* EXERCISE OBJECTIVE *
In the entries below, find the lines with the word "imported" and copy them.

* DATA FOR REVIEW *
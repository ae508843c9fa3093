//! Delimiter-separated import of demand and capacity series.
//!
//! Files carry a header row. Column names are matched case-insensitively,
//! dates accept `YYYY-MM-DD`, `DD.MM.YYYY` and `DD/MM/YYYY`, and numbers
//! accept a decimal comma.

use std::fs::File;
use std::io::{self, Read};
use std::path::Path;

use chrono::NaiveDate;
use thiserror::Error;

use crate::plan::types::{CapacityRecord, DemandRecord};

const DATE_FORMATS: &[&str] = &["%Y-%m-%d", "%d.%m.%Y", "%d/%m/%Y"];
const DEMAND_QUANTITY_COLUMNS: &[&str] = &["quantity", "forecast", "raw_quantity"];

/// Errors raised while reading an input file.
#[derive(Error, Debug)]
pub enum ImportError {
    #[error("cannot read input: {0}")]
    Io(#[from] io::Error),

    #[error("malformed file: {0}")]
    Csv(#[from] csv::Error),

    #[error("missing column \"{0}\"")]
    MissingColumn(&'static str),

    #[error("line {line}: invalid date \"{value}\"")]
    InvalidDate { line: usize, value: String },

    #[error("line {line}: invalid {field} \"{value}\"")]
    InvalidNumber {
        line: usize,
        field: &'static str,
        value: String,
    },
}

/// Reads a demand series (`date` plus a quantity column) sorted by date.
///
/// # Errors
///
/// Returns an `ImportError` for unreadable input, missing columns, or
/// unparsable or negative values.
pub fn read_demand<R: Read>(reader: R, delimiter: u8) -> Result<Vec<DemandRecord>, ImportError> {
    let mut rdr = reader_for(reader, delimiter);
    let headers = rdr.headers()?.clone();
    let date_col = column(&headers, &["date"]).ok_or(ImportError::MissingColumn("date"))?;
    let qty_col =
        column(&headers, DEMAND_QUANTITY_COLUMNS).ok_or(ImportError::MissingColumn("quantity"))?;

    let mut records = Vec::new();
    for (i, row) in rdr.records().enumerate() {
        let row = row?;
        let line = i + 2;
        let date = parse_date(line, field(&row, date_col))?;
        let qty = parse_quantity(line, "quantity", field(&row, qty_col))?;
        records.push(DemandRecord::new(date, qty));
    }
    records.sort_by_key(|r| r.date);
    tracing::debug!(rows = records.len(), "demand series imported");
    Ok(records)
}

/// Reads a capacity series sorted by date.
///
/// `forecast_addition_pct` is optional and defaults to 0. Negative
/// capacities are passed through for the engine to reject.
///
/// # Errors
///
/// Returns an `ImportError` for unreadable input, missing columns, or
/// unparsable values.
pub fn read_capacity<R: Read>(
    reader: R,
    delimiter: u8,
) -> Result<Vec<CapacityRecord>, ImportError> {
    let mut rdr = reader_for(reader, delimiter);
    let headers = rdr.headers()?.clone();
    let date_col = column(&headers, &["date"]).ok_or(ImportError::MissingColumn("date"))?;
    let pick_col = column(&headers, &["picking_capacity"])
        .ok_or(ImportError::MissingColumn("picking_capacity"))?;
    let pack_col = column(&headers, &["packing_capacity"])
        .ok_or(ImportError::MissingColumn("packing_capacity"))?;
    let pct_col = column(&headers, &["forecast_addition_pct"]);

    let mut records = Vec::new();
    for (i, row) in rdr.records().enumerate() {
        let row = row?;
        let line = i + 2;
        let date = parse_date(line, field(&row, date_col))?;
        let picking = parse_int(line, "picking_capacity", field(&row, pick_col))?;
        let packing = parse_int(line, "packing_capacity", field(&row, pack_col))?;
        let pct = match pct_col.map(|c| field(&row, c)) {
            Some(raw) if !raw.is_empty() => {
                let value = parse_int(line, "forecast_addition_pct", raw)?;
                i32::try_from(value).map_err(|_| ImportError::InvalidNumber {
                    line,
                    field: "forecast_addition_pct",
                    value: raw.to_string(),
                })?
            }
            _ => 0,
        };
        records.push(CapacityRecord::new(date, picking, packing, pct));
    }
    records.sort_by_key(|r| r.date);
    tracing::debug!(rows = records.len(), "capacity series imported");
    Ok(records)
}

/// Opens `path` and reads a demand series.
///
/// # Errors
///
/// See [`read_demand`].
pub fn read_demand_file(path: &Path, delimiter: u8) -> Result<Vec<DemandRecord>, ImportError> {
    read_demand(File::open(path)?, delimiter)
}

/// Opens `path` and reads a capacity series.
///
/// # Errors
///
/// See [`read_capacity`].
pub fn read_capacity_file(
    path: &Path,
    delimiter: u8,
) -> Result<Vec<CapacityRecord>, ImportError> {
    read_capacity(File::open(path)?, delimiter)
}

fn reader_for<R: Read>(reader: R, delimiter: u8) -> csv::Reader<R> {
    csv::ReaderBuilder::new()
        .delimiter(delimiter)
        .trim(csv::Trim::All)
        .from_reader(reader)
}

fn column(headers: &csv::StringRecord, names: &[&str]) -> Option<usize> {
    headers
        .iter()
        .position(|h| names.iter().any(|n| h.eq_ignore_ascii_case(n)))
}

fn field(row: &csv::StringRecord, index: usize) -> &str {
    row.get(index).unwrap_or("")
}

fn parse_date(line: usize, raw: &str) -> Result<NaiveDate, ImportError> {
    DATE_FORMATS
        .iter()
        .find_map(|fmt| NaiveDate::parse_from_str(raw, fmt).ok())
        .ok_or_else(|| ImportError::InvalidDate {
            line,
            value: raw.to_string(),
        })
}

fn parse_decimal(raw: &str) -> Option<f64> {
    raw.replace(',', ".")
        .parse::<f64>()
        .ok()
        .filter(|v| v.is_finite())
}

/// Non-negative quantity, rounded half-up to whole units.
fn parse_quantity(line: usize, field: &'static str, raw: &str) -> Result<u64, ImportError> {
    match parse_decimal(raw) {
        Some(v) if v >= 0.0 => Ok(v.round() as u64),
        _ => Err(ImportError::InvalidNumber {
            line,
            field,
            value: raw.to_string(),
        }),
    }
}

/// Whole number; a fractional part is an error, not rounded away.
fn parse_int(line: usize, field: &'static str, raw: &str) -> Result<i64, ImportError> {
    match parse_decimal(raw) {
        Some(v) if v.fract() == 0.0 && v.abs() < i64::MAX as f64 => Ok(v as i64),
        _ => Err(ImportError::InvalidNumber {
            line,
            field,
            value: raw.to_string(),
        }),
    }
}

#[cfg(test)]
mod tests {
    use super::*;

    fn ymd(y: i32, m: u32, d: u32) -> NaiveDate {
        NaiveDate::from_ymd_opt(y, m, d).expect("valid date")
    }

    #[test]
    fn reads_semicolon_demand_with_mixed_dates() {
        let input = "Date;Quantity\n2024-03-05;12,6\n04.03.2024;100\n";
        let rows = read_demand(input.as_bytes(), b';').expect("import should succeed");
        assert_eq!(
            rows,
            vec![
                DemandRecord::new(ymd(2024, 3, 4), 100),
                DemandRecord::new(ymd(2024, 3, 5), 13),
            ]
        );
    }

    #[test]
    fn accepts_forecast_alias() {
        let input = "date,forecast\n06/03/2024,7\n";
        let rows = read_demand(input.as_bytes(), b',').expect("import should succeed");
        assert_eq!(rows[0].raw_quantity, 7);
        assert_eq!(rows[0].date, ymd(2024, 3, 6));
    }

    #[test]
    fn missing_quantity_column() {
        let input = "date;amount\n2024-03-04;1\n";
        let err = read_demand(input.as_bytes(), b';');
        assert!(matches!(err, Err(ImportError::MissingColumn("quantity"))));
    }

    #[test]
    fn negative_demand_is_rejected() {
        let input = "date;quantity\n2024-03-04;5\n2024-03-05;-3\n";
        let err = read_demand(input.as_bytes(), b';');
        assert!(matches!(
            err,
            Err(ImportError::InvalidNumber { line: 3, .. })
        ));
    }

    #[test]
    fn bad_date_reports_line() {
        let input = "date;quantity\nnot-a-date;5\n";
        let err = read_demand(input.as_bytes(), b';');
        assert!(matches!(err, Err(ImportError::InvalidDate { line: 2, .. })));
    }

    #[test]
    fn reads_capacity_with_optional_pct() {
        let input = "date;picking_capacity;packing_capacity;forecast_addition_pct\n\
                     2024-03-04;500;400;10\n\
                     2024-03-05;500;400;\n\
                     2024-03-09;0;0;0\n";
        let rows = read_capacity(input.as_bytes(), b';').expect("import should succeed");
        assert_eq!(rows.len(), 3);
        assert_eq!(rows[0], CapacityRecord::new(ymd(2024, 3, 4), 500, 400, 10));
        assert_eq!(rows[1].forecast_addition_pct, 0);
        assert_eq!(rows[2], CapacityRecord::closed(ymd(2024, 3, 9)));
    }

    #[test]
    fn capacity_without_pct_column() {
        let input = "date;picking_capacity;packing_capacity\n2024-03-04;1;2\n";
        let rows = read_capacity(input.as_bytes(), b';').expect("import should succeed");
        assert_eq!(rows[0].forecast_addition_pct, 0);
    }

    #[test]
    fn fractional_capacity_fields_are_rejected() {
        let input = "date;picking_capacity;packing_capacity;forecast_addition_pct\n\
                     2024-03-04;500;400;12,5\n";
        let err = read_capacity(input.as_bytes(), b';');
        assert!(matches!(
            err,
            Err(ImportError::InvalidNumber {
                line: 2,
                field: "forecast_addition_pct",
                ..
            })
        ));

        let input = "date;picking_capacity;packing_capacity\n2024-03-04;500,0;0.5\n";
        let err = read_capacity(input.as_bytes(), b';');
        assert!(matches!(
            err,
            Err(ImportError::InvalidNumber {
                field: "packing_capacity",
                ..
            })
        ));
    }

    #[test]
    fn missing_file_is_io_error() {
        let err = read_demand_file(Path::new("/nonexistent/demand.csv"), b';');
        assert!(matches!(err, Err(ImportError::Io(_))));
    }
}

* TASK ANSWER *
    tracing::debug!(rows = records.len(), "demand series imported");
    tracing::debug!(rows = records.len(), "capacity series imported");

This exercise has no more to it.